▶ PROMPT:
Pull out every line below that holds the word "AlertSettings".

BEGIN

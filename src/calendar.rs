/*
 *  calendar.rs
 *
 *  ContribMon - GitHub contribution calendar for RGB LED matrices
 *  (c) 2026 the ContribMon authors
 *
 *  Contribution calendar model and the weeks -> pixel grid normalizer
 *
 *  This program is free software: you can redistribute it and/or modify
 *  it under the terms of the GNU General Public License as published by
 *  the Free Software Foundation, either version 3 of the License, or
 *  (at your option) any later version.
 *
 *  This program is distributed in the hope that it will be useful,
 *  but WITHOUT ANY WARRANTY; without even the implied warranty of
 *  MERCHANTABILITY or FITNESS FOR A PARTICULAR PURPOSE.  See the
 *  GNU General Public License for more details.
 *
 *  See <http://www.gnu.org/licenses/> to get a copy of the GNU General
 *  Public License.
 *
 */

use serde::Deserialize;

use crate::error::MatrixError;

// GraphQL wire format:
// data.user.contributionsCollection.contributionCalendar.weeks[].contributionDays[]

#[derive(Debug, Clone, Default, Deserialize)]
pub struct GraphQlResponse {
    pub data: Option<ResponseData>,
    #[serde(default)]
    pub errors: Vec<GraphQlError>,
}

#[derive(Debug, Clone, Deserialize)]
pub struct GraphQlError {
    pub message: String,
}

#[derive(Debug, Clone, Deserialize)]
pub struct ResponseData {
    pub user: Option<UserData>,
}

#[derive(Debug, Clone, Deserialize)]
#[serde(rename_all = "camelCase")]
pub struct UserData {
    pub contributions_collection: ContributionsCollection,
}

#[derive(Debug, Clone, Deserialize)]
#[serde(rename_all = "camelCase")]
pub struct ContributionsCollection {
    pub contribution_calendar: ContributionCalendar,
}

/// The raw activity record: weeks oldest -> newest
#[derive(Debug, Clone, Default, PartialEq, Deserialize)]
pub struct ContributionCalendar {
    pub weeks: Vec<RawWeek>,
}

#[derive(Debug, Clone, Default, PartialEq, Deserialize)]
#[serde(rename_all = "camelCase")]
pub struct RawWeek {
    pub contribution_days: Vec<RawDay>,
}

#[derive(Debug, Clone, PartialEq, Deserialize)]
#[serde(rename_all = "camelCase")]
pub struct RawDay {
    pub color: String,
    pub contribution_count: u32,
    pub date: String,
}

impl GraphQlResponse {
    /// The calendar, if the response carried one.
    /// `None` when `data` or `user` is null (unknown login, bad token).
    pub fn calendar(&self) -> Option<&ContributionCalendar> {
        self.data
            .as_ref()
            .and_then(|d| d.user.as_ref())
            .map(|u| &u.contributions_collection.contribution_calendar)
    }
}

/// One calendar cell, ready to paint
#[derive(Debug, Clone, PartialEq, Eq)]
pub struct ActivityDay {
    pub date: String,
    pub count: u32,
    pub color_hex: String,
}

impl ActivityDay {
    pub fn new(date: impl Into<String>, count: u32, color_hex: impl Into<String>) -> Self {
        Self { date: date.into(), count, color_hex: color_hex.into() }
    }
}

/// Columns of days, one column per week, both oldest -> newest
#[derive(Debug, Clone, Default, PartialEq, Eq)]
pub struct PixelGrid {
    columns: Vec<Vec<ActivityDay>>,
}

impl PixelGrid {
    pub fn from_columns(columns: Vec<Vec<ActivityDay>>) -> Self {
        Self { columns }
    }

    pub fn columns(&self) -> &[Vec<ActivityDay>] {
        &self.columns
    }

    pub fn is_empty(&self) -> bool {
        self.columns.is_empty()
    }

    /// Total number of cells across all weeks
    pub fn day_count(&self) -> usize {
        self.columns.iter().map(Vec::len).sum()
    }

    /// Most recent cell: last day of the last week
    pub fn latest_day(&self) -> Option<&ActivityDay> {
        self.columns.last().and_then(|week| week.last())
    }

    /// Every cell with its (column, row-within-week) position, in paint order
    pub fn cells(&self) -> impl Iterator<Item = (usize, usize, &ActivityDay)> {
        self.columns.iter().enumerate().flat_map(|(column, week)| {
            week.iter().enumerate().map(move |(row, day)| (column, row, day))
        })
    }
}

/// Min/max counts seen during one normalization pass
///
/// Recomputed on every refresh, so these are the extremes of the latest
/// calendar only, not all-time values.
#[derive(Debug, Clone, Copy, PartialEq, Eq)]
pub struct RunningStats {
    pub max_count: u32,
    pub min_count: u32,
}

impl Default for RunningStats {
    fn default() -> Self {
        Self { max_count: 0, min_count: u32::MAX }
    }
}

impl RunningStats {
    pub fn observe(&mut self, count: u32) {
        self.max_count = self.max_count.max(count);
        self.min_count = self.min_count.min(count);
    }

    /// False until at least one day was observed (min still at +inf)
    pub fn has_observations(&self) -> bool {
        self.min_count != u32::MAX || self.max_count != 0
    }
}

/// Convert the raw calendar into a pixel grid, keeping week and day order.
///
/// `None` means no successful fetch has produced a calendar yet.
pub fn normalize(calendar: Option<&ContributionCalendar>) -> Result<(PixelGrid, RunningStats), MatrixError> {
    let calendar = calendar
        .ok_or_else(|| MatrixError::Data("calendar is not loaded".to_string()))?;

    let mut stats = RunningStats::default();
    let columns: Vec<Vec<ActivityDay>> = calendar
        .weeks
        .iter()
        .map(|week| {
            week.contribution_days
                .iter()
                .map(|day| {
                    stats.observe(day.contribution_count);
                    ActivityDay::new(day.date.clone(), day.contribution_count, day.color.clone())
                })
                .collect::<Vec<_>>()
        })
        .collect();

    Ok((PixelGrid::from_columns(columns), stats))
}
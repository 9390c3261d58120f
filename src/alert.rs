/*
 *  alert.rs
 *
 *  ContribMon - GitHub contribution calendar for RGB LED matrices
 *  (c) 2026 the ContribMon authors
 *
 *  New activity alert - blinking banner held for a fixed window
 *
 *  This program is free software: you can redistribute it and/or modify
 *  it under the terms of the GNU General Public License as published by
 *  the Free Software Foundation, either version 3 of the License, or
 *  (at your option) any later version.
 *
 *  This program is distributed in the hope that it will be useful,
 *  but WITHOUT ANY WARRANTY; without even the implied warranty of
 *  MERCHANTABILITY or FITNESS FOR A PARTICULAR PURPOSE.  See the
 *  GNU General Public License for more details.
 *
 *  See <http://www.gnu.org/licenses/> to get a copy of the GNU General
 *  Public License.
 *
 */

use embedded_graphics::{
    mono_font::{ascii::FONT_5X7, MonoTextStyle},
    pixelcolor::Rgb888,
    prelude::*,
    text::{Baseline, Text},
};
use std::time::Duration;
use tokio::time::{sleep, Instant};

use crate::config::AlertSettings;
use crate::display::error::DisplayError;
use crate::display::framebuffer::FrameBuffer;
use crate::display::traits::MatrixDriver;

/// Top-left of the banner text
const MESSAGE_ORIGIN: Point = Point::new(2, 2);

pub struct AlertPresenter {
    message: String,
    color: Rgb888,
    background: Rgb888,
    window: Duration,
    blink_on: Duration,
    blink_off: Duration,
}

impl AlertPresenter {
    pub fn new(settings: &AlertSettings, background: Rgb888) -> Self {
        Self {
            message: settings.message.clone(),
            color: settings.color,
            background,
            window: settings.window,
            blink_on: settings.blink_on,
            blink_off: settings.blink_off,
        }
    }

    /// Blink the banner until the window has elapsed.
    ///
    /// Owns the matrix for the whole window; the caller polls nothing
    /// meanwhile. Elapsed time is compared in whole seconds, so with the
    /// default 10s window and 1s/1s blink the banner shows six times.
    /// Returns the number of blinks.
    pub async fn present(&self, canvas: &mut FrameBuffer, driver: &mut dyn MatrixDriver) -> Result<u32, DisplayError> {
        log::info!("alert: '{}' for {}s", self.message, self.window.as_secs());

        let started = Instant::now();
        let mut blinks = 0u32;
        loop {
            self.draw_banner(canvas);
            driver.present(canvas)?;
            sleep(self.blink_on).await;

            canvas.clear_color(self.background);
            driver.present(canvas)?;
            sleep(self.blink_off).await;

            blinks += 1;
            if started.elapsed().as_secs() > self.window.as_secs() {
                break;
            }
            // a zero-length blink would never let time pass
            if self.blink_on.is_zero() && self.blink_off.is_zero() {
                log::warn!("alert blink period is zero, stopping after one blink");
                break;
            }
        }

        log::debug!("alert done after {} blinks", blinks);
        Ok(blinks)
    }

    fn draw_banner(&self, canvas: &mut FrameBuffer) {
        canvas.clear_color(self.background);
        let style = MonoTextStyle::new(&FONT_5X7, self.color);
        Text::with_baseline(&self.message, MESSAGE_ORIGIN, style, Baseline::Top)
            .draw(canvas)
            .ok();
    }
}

END

▶ TASK ANSWER:
use crate::config::AlertSettings;
    pub fn new(settings: &AlertSettings, background: Rgb888) -> Self {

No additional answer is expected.